(RECORDS FOR THE TASK Opens)
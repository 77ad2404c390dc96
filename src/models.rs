use std::collections::HashMap;

use chrono::{DateTime, Utc};
use serde::{Deserialize, Serialize};
use uuid::Uuid;

#[derive(sqlx::Type, Serialize, Deserialize, Debug, Clone, Copy, PartialEq, Eq)]
#[sqlx(type_name = "enrollment_status", rename_all = "lowercase")]
#[serde(rename_all = "lowercase")]
pub enum EnrollmentStatus {
    Pending,
    Approved,
    Rejected,
}

#[derive(sqlx::Type, Serialize, Deserialize, Debug, Clone, Copy, PartialEq, Eq)]
#[sqlx(type_name = "notification_kind", rename_all = "lowercase")]
#[serde(rename_all = "lowercase")]
pub enum NotificationKind {
    Info,
    Success,
    Warning,
    Error,
}

#[derive(sqlx::Type, Serialize, Deserialize, Debug, Clone, Copy, PartialEq, Eq, Hash)]
#[sqlx(type_name = "progress_kind", rename_all = "lowercase")]
#[serde(rename_all = "lowercase")]
pub enum ProgressKind {
    Video,
    Assignment,
    Quiz,
}

#[derive(sqlx::FromRow, Serialize, Deserialize, Debug, Clone)]
pub struct Course {
    pub id: String,
    pub title: String,
    pub mentor_id: String,
    pub price_display: Option<String>,
    pub video_count: i32,
    pub assignment_count: i32,
    pub quiz_count: i32,
    pub created_at: DateTime<Utc>,
}

impl Course {
    /// total curriculum items, the denominator of the progress percentage
    pub fn total_items(&self) -> i64 {
        self.video_count as i64 + self.assignment_count as i64 + self.quiz_count as i64
    }
}

#[derive(sqlx::FromRow, Serialize, Deserialize, Debug, Clone)]
pub struct Enrollment {
    pub id: String, // "{student_id}_{course_id}"
    pub student_id: String,
    pub student_name: String,
    pub course_id: String,
    pub course_name: String,
    pub course_price: f64,
    pub mentor_id: String,
    pub payment_proof_key: String, // opaque storage key, never a raw URL
    pub status: EnrollmentStatus,
    pub progress: i32,
    pub completed: bool,
    pub rejection_reason: Option<String>,
    pub enrolled_at: DateTime<Utc>,
    pub updated_at: DateTime<Utc>,
    pub approved_at: Option<DateTime<Utc>>,
    pub rejected_at: Option<DateTime<Utc>>,
}

/// An enrollment together with its merged progress maps, as the player reads it.
#[derive(Serialize, Debug, Clone)]
pub struct EnrollmentDetail {
    #[serde(flatten)]
    pub enrollment: Enrollment,
    pub completed_videos: Vec<String>,
    pub assignment_submissions: HashMap<String, String>,
    pub quiz_scores: HashMap<String, i32>,
}

#[derive(sqlx::FromRow, Serialize, Deserialize, Debug, Clone)]
pub struct StudentCourse {
    pub student_id: String,
    pub course_id: String,
    pub progress: i32,
    pub enrolled_at: DateTime<Utc>,
}

#[derive(sqlx::FromRow, Serialize, Deserialize, Debug, Clone)]
pub struct Notification {
    pub id: Uuid,
    pub user_id: String,
    pub title: String,
    pub message: String,
    pub kind: NotificationKind,
    pub read: bool,
    pub created_at: DateTime<Utc>,
}

#[derive(Serialize, Deserialize, Debug, Clone)]
pub struct CreateCourseReq {
    pub title: String,
    pub mentor_id: String,
    pub price: Option<String>,
    #[serde(default)]
    pub video_count: i32,
    #[serde(default)]
    pub assignment_count: i32,
    #[serde(default)]
    pub quiz_count: i32,
}

#[derive(Serialize, Deserialize, Debug, Clone, Default)]
pub struct UpdateCourseReq {
    pub title: Option<String>,
    pub price: Option<String>,
    pub video_count: Option<i32>,
    pub assignment_count: Option<i32>,
    pub quiz_count: Option<i32>,
}

#[derive(Serialize, Deserialize, Debug, Clone)]
pub struct CreateEnrollmentReq {
    pub student_id: String,
    pub course_id: String,
    pub mentor_id: String,
    pub payment_proof_key: String,
    pub student_name: String,
    pub course_name: String,
    pub course_price: Option<String>, // display string, e.g. "$19.99"
}

#[derive(Serialize, Deserialize, Debug, Clone)]
pub struct RejectReq {
    pub reason: String,
}

#[derive(Serialize, Deserialize, Debug, Clone, Default)]
pub struct ProgressUpdateReq {
    #[serde(default)]
    pub completed_videos: Vec<String>,
    #[serde(default)]
    pub assignment_submissions: HashMap<String, String>,
    #[serde(default)]
    pub quiz_scores: HashMap<String, i32>,
}

#[derive(Serialize, Deserialize, Debug, Clone)]
pub struct MentorEnrollmentsQuery {
    pub status: EnrollmentStatus,
}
(RECORDS FOR THE TASK Closes)
ABOUT THIS TASK »
Reproduce exactly the lines from the one with "pub course_price: Option<String>, //" through the end of the entries above, both ends included.

ANSWER BOX »
    pub course_price: Option<String>, // display string, e.g. "$19.99"
}

#[derive(Serialize, Deserialize, Debug, Clone)]
pub struct RejectReq {
    pub reason: String,
}

#[derive(Serialize, Deserialize, Debug, Clone, Default)]
pub struct ProgressUpdateReq {
    #[serde(default)]
    pub completed_videos: Vec<String>,
    #[serde(default)]
    pub assignment_submissions: HashMap<String, String>,
    #[serde(default)]
    pub quiz_scores: HashMap<String, i32>,
}

#[derive(Serialize, Deserialize, Debug, Clone)]
pub struct MentorEnrollmentsQuery {
    pub status: EnrollmentStatus,
}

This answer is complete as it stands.